Last September, Minister of Education Ronald Jones had also met with teachers after repeated calls by the educators for an audience with him. Among the issues raised in the three-hour discussion were the vexed issue of security in schools, general problems of indiscipline and health and safety concerns.
However, still not satisfied that the issues affecting his membership have been fully ventilated, the BUT president used his address to this week’s Labour Day rally to not only stress the union’s commitment to maintaining high and sustained levels of productivity within the teaching service, but also to lament the fact that teachers did not enjoy the best conditions of service, and sometimes had to operate without essential facilities and materials.
“Despite these things, teachers go to schools and other educational institutions every day to give of their best and nothing less,” Shepherd said.
“Of course, there are some of us who might say we are not producing as teachers, we are not producing as we should, and to that we might concur. I would agree that more can be done to produce more, [but] of course one needs to have the materials and tools necessary to do so.
“Let us appreciate the immense contribution teachers make to Barbados against great odds. We are calling today, May Day, Labour Day 2017 for the concerns of the teaching fraternity to be addressed by having regular meetings with the Ministries of Education and the Civil Service,” he added.

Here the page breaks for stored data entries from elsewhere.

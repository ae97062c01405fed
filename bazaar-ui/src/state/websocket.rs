//! Chat WebSocket
//!
//! Live connection to the chat relay. One room (conversation) is joined at a
//! time, owned by the mounted chat page through a [`RoomSlot`]; inbound
//! messages for it go to that page's listener.

use std::cell::RefCell;
use std::rc::Rc;

use leptos::*;
use wasm_bindgen::prelude::*;
use wasm_bindgen::JsCast;
use web_sys::{CloseEvent, MessageEvent, WebSocket};

use bazaar::chat::{ClientEvent, MountId, RoomSlot, ServerEvent};
use bazaar::models::Message;

use super::global::GlobalState;

const MAX_RECONNECT_ATTEMPTS: u32 = 5;

type Listener = Rc<RefCell<Option<Box<dyn Fn(Message)>>>>;

/// WebSocket client for the chat relay
#[derive(Clone)]
pub struct ChatSocket {
    ws: Rc<RefCell<Option<WebSocket>>>,
    url: String,
    reconnect_attempts: Rc<RefCell<u32>>,
    rooms: Rc<RefCell<RoomSlot>>,
    listener: Listener,
}

impl ChatSocket {
    pub fn new(url: &str) -> Self {
        Self {
            ws: Rc::new(RefCell::new(None)),
            url: url.to_string(),
            reconnect_attempts: Rc::new(RefCell::new(0)),
            rooms: Rc::new(RefCell::new(RoomSlot::new())),
            listener: Rc::new(RefCell::new(None)),
        }
    }

    /// Connect to the relay
    pub fn connect(&self, state: GlobalState) {
        match WebSocket::new(&self.url) {
            Ok(ws) => {
                self.setup_handlers(&ws, state);
                *self.ws.borrow_mut() = Some(ws);
            }
            Err(e) => {
                web_sys::console::error_1(&format!("WebSocket connection failed: {:?}", e).into());
                self.schedule_reconnect(state);
            }
        }
    }

    fn setup_handlers(&self, ws: &WebSocket, state: GlobalState) {
        // On open: rejoin the room we were in before a reconnect
        let socket = self.clone();
        let state_clone = state.clone();
        let on_open = Closure::wrap(Box::new(move |_: JsValue| {
            web_sys::console::log_1(&"WebSocket connected".into());
            state_clone.ws_connected.set(true);
            *socket.reconnect_attempts.borrow_mut() = 0;

            let room = socket.rooms.borrow().room().map(str::to_string);
            if let Some(room) = room {
                let _ = socket.emit(&ClientEvent::JoinRoom { room });
            }
        }) as Box<dyn FnMut(JsValue)>);
        ws.set_onopen(Some(on_open.as_ref().unchecked_ref()));
        on_open.forget();

        // On message
        let socket = self.clone();
        let state_clone = state.clone();
        let on_message = Closure::wrap(Box::new(move |event: MessageEvent| {
            if let Ok(text) = event.data().dyn_into::<js_sys::JsString>() {
                let text: String = text.into();
                socket.handle_event(&text, &state_clone);
            }
        }) as Box<dyn FnMut(MessageEvent)>);
        ws.set_onmessage(Some(on_message.as_ref().unchecked_ref()));
        on_message.forget();

        // On close
        let socket = self.clone();
        let state_clone = state.clone();
        let on_close = Closure::wrap(Box::new(move |event: CloseEvent| {
            web_sys::console::log_1(
                &format!("WebSocket closed: code={}, reason={}", event.code(), event.reason()).into(),
            );
            state_clone.ws_connected.set(false);
            socket.schedule_reconnect(state_clone.clone());
        }) as Box<dyn FnMut(CloseEvent)>);
        ws.set_onclose(Some(on_close.as_ref().unchecked_ref()));
        on_close.forget();

        // On error
        let on_error = Closure::wrap(Box::new(move |e: JsValue| {
            web_sys::console::error_1(&format!("WebSocket error: {:?}", e).into());
        }) as Box<dyn FnMut(JsValue)>);
        ws.set_onerror(Some(on_error.as_ref().unchecked_ref()));
        on_error.forget();
    }

    /// Exponential backoff, capped at 30s
    fn schedule_reconnect(&self, state: GlobalState) {
        let attempts = *self.reconnect_attempts.borrow();
        if attempts >= MAX_RECONNECT_ATTEMPTS {
            web_sys::console::error_1(&"Max reconnect attempts reached".into());
            return;
        }

        let delay = (2_u32.pow(attempts) * 1000).min(30000);
        *self.reconnect_attempts.borrow_mut() = attempts + 1;

        let socket = self.clone();
        gloo_timers::callback::Timeout::new(delay, move || {
            web_sys::console::log_1(&format!("Attempting reconnect (attempt {})", attempts + 1).into());
            socket.connect(state);
        })
        .forget();
    }

    fn handle_event(&self, text: &str, state: &GlobalState) {
        match serde_json::from_str::<ServerEvent>(text) {
            Ok(event @ ServerEvent::ReceiveMessage { .. }) => {
                if event.room() != self.rooms.borrow().room() {
                    return;
                }
                if let (ServerEvent::ReceiveMessage { message }, Some(listener)) =
                    (event, self.listener.borrow().as_ref())
                {
                    listener(message);
                }
            }
            Ok(ServerEvent::Joined { room }) => {
                web_sys::console::log_1(&format!("Joined room {}", room).into());
            }
            Ok(ServerEvent::Left { room }) => {
                web_sys::console::log_1(&format!("Left room {}", room).into());
            }
            Ok(ServerEvent::Pong) => {
                // Connection alive
            }
            Ok(ServerEvent::Error { message }) => {
                web_sys::console::error_1(&format!("Server error: {}", message).into());
                state.show_error(&message);
            }
            Err(e) => {
                web_sys::console::error_1(&format!("Failed to parse WebSocket message: {}", e).into());
            }
        }
    }

    /// Send a frame to the relay
    pub fn emit(&self, event: &ClientEvent) -> Result<(), String> {
        let ws_guard = self.ws.borrow();
        let ws = ws_guard.as_ref().ok_or("WebSocket not connected")?;
        if ws.ready_state() != WebSocket::OPEN {
            return Err("WebSocket not connected".to_string());
        }

        let json = serde_json::to_string(event).map_err(|e| e.to_string())?;
        ws.send_with_str(&json).map_err(|e| format!("{:?}", e))
    }

    /// Register a mounted chat page; any earlier page becomes stale
    pub fn mount(&self) -> MountId {
        self.rooms.borrow_mut().mount()
    }

    /// Whether `mount` is still the page on screen
    pub fn is_current(&self, mount: MountId) -> bool {
        self.rooms.borrow().is_current(mount)
    }

    /// Join a conversation room for `mount`, replacing any previous one
    ///
    /// Returns `false` without touching the socket when the page is gone.
    /// When the socket is not open yet the join is sent on connect.
    pub fn join(&self, mount: MountId, room: &str, listener: impl Fn(Message) + 'static) -> bool {
        let Some(claim) = self.rooms.borrow_mut().claim(mount, room) else {
            return false;
        };
        *self.listener.borrow_mut() = Some(Box::new(listener));

        if let Some(previous) = claim.leave {
            let _ = self.emit(&ClientEvent::LeaveRoom { room: previous });
        }
        if self.is_connected() {
            let _ = self.emit(&ClientEvent::JoinRoom { room: claim.join });
        }
        true
    }

    /// Unmount a page: leave its room and drop its listener if it owns them
    pub fn release(&self, mount: MountId) {
        let room = self.rooms.borrow_mut().release(mount);
        if let Some(room) = room {
            self.listener.borrow_mut().take();
            let _ = self.emit(&ClientEvent::LeaveRoom { room });
        }
    }

    pub fn ping(&self) -> Result<(), String> {
        self.emit(&ClientEvent::Ping)
    }

    pub fn is_connected(&self) -> bool {
        self.ws
            .borrow()
            .as_ref()
            .map(|ws| ws.ready_state() == WebSocket::OPEN)
            .unwrap_or(false)
    }
}

/// Connect the chat socket and keep it alive (call from app root)
pub fn init_websocket(state: GlobalState) {
    state.socket.connect(state.clone());

    // Idle proxies drop quiet sockets
    let socket = state.socket.clone();
    gloo_timers::callback::Interval::new(25_000, move || {
        if socket.is_connected() {
            let _ = socket.ping();
        }
    })
    .forget();
}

Shepherd also said teachers needed to feel as though their work was valued and appreciated by way of tenure.
“It is to this end that we call for all teachers with three to five years of acting or temporary service, to be appointed in short order, and for hundreds of others to be confirmed in their appointments,” he said.
Reflecting on the theme of this year’s May Day celebrations, A Productive People, A Productive Nation, the BUT leader stressed the union’s commitment to remain “a strong employee voice” for the island’s teachers.
“If we are to subscribe to the notion that trade unions are central to improving productivity, then it is indeed even more critical for us to recognize that a strong employee voice is crucial for the achievement of sustainable, fair and productive growth,” he said.